▶ **Exercise**: Would you reproduce exactly the lines below from the one holding "repository a9a573a8c3cb2ac2" through the one holding "let now = Instant::now();", inclusive, and no others?

▶ **Data supplied**:
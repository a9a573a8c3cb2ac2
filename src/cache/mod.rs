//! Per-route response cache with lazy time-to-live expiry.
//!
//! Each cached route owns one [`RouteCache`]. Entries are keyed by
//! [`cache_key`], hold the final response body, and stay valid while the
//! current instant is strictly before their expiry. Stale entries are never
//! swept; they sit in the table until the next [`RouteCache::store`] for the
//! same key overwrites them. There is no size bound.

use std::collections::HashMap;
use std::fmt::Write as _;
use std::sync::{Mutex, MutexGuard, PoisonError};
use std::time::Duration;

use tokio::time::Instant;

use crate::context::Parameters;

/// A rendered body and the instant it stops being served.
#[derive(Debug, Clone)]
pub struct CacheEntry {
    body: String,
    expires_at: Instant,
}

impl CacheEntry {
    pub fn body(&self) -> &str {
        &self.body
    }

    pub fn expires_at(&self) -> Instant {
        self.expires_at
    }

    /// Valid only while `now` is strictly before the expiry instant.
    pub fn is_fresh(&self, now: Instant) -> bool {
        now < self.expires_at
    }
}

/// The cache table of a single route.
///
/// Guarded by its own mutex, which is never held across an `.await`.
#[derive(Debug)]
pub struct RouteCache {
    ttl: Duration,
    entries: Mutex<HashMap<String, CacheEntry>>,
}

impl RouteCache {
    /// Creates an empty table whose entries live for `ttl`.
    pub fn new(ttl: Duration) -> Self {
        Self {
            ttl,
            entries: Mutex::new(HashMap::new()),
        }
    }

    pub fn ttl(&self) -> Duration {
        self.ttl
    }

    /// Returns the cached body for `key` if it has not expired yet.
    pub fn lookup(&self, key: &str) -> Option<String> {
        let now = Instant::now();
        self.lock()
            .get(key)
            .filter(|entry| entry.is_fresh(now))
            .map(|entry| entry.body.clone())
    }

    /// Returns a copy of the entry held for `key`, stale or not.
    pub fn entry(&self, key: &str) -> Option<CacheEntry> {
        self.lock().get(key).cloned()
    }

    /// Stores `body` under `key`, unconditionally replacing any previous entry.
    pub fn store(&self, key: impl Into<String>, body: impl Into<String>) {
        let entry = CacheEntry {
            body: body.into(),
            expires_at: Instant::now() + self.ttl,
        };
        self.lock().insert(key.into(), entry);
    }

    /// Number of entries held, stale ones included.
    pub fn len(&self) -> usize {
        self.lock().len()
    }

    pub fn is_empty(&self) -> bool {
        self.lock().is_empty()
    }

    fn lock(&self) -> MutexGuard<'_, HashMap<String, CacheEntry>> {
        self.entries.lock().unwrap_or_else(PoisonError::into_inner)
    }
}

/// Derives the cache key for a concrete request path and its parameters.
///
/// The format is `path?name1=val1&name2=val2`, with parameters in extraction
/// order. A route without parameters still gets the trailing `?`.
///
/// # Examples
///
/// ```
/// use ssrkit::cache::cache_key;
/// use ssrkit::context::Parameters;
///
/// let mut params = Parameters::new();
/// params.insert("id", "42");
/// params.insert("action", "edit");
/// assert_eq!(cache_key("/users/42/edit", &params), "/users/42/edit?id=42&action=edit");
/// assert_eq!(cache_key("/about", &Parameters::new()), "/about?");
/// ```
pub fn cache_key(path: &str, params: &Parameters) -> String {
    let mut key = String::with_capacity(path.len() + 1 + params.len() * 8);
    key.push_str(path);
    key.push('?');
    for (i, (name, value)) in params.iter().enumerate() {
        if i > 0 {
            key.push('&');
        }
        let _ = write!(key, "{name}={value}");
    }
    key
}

---

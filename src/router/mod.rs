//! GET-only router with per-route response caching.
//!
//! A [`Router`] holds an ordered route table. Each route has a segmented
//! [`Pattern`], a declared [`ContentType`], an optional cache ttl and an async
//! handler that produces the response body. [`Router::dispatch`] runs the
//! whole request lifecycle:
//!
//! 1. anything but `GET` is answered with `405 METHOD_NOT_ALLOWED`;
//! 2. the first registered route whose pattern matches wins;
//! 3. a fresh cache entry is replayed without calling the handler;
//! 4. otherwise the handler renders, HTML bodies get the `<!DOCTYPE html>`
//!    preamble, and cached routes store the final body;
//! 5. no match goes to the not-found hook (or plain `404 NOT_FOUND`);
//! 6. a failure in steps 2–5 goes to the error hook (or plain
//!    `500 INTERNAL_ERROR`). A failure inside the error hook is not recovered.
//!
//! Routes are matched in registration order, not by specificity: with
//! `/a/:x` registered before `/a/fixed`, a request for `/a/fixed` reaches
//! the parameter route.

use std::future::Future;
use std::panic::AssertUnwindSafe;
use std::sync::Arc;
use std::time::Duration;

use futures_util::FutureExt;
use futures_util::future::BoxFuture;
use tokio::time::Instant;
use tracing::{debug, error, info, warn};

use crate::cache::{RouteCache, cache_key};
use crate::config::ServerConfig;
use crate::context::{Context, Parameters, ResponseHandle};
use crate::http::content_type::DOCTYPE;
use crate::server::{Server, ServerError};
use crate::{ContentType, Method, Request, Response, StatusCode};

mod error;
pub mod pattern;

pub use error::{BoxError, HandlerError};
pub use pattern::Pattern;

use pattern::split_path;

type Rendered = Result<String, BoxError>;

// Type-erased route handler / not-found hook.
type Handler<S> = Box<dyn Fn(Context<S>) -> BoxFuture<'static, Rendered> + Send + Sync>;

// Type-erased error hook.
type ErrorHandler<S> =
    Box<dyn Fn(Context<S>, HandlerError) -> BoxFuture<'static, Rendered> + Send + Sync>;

--

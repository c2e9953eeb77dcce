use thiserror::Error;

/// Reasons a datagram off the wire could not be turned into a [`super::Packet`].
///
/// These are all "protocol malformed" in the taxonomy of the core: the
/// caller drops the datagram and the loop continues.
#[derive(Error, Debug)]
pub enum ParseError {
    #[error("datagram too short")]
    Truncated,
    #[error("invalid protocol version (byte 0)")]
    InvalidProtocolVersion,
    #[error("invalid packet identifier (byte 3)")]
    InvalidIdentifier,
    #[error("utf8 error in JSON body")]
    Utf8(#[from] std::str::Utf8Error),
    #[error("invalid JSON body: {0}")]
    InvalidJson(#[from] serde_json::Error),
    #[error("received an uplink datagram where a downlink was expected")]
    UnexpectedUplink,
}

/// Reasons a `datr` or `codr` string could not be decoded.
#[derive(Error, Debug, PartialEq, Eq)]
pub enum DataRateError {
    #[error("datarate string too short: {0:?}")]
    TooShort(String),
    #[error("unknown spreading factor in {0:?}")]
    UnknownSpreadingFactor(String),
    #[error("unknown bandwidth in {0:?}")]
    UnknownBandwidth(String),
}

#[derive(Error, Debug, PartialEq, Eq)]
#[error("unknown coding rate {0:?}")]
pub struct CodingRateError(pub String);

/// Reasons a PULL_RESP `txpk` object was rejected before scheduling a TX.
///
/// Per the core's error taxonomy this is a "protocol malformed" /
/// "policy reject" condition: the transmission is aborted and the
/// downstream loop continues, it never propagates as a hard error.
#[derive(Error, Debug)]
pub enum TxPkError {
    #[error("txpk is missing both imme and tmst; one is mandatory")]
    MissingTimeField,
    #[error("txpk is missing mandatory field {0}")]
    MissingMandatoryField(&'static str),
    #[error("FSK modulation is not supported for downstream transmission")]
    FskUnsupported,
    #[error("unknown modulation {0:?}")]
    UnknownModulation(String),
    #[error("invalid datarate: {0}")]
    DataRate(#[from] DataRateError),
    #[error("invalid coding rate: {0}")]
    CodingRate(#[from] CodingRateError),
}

▶ **Reply**:
repository a9a573a8c3cb2ac2
filename src/cache/mod.rs
//! Per-route response cache with lazy time-to-live expiry.
//!
//! Each cached route owns one [`RouteCache`]. Entries are keyed by
//! [`cache_key`], hold the final response body, and stay valid while the
//! current instant is strictly before their expiry. Stale entries are never
//! swept; they sit in the table until the next [`RouteCache::store`] for the
//! same key overwrites them. There is no size bound.

use std::collections::HashMap;
use std::fmt::Write as _;
use std::sync::{Mutex, MutexGuard, PoisonError};
use std::time::Duration;

use tokio::time::Instant;

use crate::context::Parameters;

/// A rendered body and the instant it stops being served.
#[derive(Debug, Clone)]
pub struct CacheEntry {
    body: String,
    expires_at: Instant,
}

impl CacheEntry {
    pub fn body(&self) -> &str {
        &self.body
    }

    pub fn expires_at(&self) -> Instant {
        self.expires_at
    }

    /// Valid only while `now` is strictly before the expiry instant.
    pub fn is_fresh(&self, now: Instant) -> bool {
        now < self.expires_at
    }
}

/// The cache table of a single route.
///
/// Guarded by its own mutex, which is never held across an `.await`.
#[derive(Debug)]
pub struct RouteCache {
    ttl: Duration,
    entries: Mutex<HashMap<String, CacheEntry>>,
}

impl RouteCache {
    /// Creates an empty table whose entries live for `ttl`.
    pub fn new(ttl: Duration) -> Self {
        Self {
            ttl,
            entries: Mutex::new(HashMap::new()),
        }
    }

    pub fn ttl(&self) -> Duration {
        self.ttl
    }

    /// Returns the cached body for `key` if it has not expired yet.
    pub fn lookup(&self, key: &str) -> Option<String> {
        let now = Instant::now();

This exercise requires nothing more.